▶ _WHAT THIS TASK INVOLVES_: All lines containing the string "IEventTypeRepo" must be copied from the entries.

Top of GIVEN INFORMATION

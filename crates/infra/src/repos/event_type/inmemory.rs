use std::{collections::HashMap, sync::Mutex};

use slotbook_domain::{EventType, ID};

use super::IEventTypeRepo;

#[derive(Default)]
pub struct InMemoryEventTypeRepo {
    event_types: Mutex<HashMap<ID, EventType>>,
}

impl InMemoryEventTypeRepo {
    pub fn new() -> Self {
        Self::default()
    }

    fn with_lock<T>(&self, f: impl FnOnce(&mut HashMap<ID, EventType>) -> T) -> T {
        let mut guard = match self.event_types.lock() {
            Ok(guard) => guard,
            Err(poisoned) => poisoned.into_inner(),
        };
        f(&mut guard)
    }
}

#[async_trait::async_trait]
impl IEventTypeRepo for InMemoryEventTypeRepo {
    async fn insert(&self, event_type: &EventType) -> anyhow::Result<()> {
        self.with_lock(|event_types| {
            event_types.insert(event_type.id.clone(), event_type.clone())
        });
        Ok(())
    }

    async fn save(&self, event_type: &EventType) -> anyhow::Result<()> {
        self.insert(event_type).await
    }

    async fn find(&self, event_type_id: &ID) -> anyhow::Result<Option<EventType>> {
        Ok(self.with_lock(|event_types| event_types.get(event_type_id).cloned()))
    }

    async fn find_by_host(&self, host_id: &ID) -> anyhow::Result<Vec<EventType>> {
        Ok(self.with_lock(|event_types| {
            event_types
                .values()
                .filter(|et| &et.host_id == host_id)
                .cloned()
                .collect()
        }))
    }

    async fn find_by_host_and_slug(
        &self,
        host_id: &ID,
        slug: &str,
    ) -> anyhow::Result<Option<EventType>> {
        Ok(self.with_lock(|event_types| {
            event_types
                .values()
                .find(|et| &et.host_id == host_id && et.slug == slug)
                .cloned()
        }))
    }
}
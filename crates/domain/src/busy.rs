use std::collections::VecDeque;

use chrono::{DateTime, TimeDelta, Utc};
use serde::{Deserialize, Serialize};

/// Where a busy interval came from. Local bookings get a synthetic source so
/// the merged set can still tell ledger conflicts apart from calendar ones.
#[derive(Clone, Debug, PartialEq, Eq, Serialize, Deserialize)]
#[serde(rename_all = "camelCase")]
pub enum BusySource {
    Calendar(String),
    Booking,
}

/// A half-open busy interval `[start_time, end_time)` reported by an external
/// calendar or derived from a non-cancelled local booking.
#[derive(Clone, Debug, PartialEq, Serialize, Deserialize)]
#[serde(rename_all = "camelCase")]
pub struct BusyBlock {
    pub start_time: DateTime<Utc>,
    pub end_time: DateTime<Utc>,
    pub source: BusySource,
}

impl BusyBlock {
    pub fn new(start_time: DateTime<Utc>, end_time: DateTime<Utc>, source: BusySource) -> Self {
        Self {
            start_time,
            end_time,
            source,
        }
    }

    /// Two blocks can coalesce when they overlap or abut.
    fn can_coalesce_into(&self, previous: &Self) -> bool {
        previous.end_time >= self.start_time
    }
}

/// A canonical busy set: blocks sorted by lowest `start_time` first, with any
/// overlapping or abutting blocks coalesced. The union of the input intervals
/// is preserved.
#[derive(Debug, Default, PartialEq)]
pub struct MergedBusy {
    blocks: VecDeque<BusyBlock>,
}

impl MergedBusy {
    pub fn new(mut blocks: Vec<BusyBlock>) -> Self {
        blocks.retain(|b| b.start_time < b.end_time);
        // sort with least start_time first
        blocks.sort_by(|b1, b2| b1.start_time.cmp(&b2.start_time));

        let mut merged: VecDeque<BusyBlock> = VecDeque::with_capacity(blocks.len());
        for block in blocks {
            match merged.back_mut() {
                Some(last) if block.can_coalesce_into(last) => {
                    if block.end_time > last.end_time {
                        last.end_time = block.end_time;
                    }
                }
                _ => merged.push_back(block),
            }
        }

        Self { blocks: merged }
    }

    /// Whether `[start − buffer_before, end + buffer_after)` has a non-empty
    /// intersection with any block.
    ///
    /// Intervals are half-open, so with zero buffers a block ending at T does
    /// not conflict with a slot starting at T.
    pub fn conflicts(
        &self,
        start: DateTime<Utc>,
        end: DateTime<Utc>,
        buffer_before: TimeDelta,
        buffer_after: TimeDelta,
    ) -> bool {
        let padded_start = start - buffer_before;
        let padded_end = end + buffer_after;
        self.blocks
            .iter()
            .take_while(|b| b.start_time < padded_end)
            .any(|b| padded_start < b.end_time)
    }

    pub fn len(&self) -> usize {
        self.blocks.len()
    }

    pub fn is_empty(&self) -> bool {
        self.blocks.is_empty()
    }

    pub fn inner(self) -> VecDeque<BusyBlock> {
        self.blocks
    }
}

impl AsRef<VecDeque<BusyBlock>> for MergedBusy {
    fn as_ref(&self) -> &VecDeque<BusyBlock> {
        &self.blocks
    }
}

#[cfg(test)]
mod test {
    use super::*;

    fn ts(millis: i64) -> DateTime<Utc> {
        DateTime::from_timestamp_millis(millis).unwrap()
    }

    fn block(start: i64, end: i64) -> BusyBlock {
        BusyBlock::new(ts(start), ts(end), BusySource::Calendar("primary".into()))
    }

    mod merging {
        use super::*;

        #[test]
        fn keeps_disjoint_blocks_sorted() {
            let merged = MergedBusy::new(vec![block(50, 60), block(0, 10), block(20, 30)]);
            let blocks = merged.inner();
            assert_eq!(blocks.len(), 3);
            assert_eq!(blocks[0].start_time, ts(0));
            assert_eq!(blocks[1].start_time, ts(20));
            assert_eq!(blocks[2].start_time, ts(50));
        }

        #[test]
        fn coalesces_overlap_and_adjacency() {
            let merged = MergedBusy::new(vec![
                block(0, 10),
                block(5, 20),
                // abuts the previous one
                block(20, 30),
                block(40, 50),
            ]);
            let blocks = merged.inner();
            assert_eq!(blocks.len(), 2);
            assert_eq!((blocks[0].start_time, blocks[0].end_time), (ts(0), ts(30)));
            assert_eq!((blocks[1].start_time, blocks[1].end_time), (ts(40), ts(50)));
        }

        #[test]
        fn contained_block_does_not_extend() {
            let merged = MergedBusy::new(vec![block(0, 100), block(10, 20)]);
            let blocks = merged.inner();
            assert_eq!(blocks.len(), 1);
            assert_eq!((blocks[0].start_time, blocks[0].end_time), (ts(0), ts(100)));
        }

        #[test]
        fn drops_empty_and_inverted_blocks() {
            let merged = MergedBusy::new(vec![block(10, 10), block(30, 20)]);
            assert!(merged.is_empty());
        }

        #[test]
        fn union_is_preserved_and_blocks_are_pairwise_disjoint() {
            let input = vec![
                block(0, 7),
                block(3, 12),
                block(12, 13),
                block(40, 45),
                block(44, 60),
                block(80, 90),
            ];
            let merged = MergedBusy::new(input.clone());
            let blocks = merged.inner();

            for pair in blocks.iter().zip(blocks.iter().skip(1)) {
                assert!(pair.0.end_time < pair.1.start_time);
            }

            // every input millisecond is covered, nothing more
            for t in 0..100 {
                let in_input = input
                    .iter()
                    .any(|b| ts(t) >= b.start_time && ts(t) < b.end_time);
                let in_merged = blocks
                    .iter()
                    .any(|b| ts(t) >= b.start_time && ts(t) < b.end_time);
                assert_eq!(in_input, in_merged, "at t={}", t);
            }
        }
    }

    mod conflicts {
        use super::*;

        #[test]
        fn detects_plain_overlap() {
            let merged = MergedBusy::new(vec![block(10, 20)]);
            assert!(merged.conflicts(ts(15), ts(25), TimeDelta::zero(), TimeDelta::zero()));
            assert!(merged.conflicts(ts(5), ts(11), TimeDelta::zero(), TimeDelta::zero()));
            assert!(!merged.conflicts(ts(25), ts(30), TimeDelta::zero(), TimeDelta::zero()));
        }

        #[test]
        fn zero_buffer_adjacency_does_not_conflict() {
            let merged = MergedBusy::new(vec![block(10, 20)]);
            // slot starting exactly where the block ends
            assert!(!merged.conflicts(ts(20), ts(30), TimeDelta::zero(), TimeDelta::zero()));
            // slot ending exactly where the block starts
            assert!(!merged.conflicts(ts(0), ts(10), TimeDelta::zero(), TimeDelta::zero()));
        }

        #[test]
        fn buffers_expand_the_slot_both_ways() {
            let merged = MergedBusy::new(vec![block(10, 20)]);
            // padded to [15, 35): touches the block
            assert!(merged.conflicts(
                ts(20),
                ts(30),
                TimeDelta::milliseconds(5),
                TimeDelta::milliseconds(5)
            ));
            // padded to [0, 15): touches the block
            assert!(merged.conflicts(
                ts(5),
                ts(10),
                TimeDelta::milliseconds(5),
                TimeDelta::milliseconds(5)
            ));
            // padded to [21, 36): still clear
            assert!(!merged.conflicts(
                ts(26),
                ts(31),
                TimeDelta::milliseconds(5),
                TimeDelta::milliseconds(5)
            ));
        }

        #[test]
        fn empty_set_never_conflicts() {
            let merged = MergedBusy::new(Vec::new());
            assert!(!merged.conflicts(
                ts(0),
                ts(1000),
                TimeDelta::milliseconds(100),
                TimeDelta::milliseconds(100)
            ));
        }
    }
}
mod account;
pub mod booking_slots;
mod booking;
mod busy;
mod event_type;
mod host;
pub mod ical;
mod shared;
pub mod timezone;
mod timespan;

pub use account::{Calendar, ConnectedAccount, REQUIRED_OAUTH_SCOPES, TOKEN_EXPIRY_SKEW_SECONDS};
pub use booking::{Booking, BookingStatus, Guest, derive_idempotency_key};
pub use booking_slots::{Slot, SlotsDate, enumerate_day, group_slots_by_date};
pub use busy::{BusyBlock, BusySource, MergedBusy};
pub use chrono::Weekday;
pub use chrono_tz::Tz;
pub use event_type::{
    CustomQuestion,
    EventType,
    InvalidEventType,
    LocationKind,
    QuestionKind,
    WorkingHours,
};
pub use host::Host;
pub use ical::generate_ical_content_for_booking;
pub use shared::entity::{Entity, ID};
pub use timespan::TimeSpan;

Bottom of GIVEN INFORMATION

▶ _RESPONSE FOR THIS EXERCISE_:
use super::IEventTypeRepo;
impl IEventTypeRepo for InMemoryEventTypeRepo {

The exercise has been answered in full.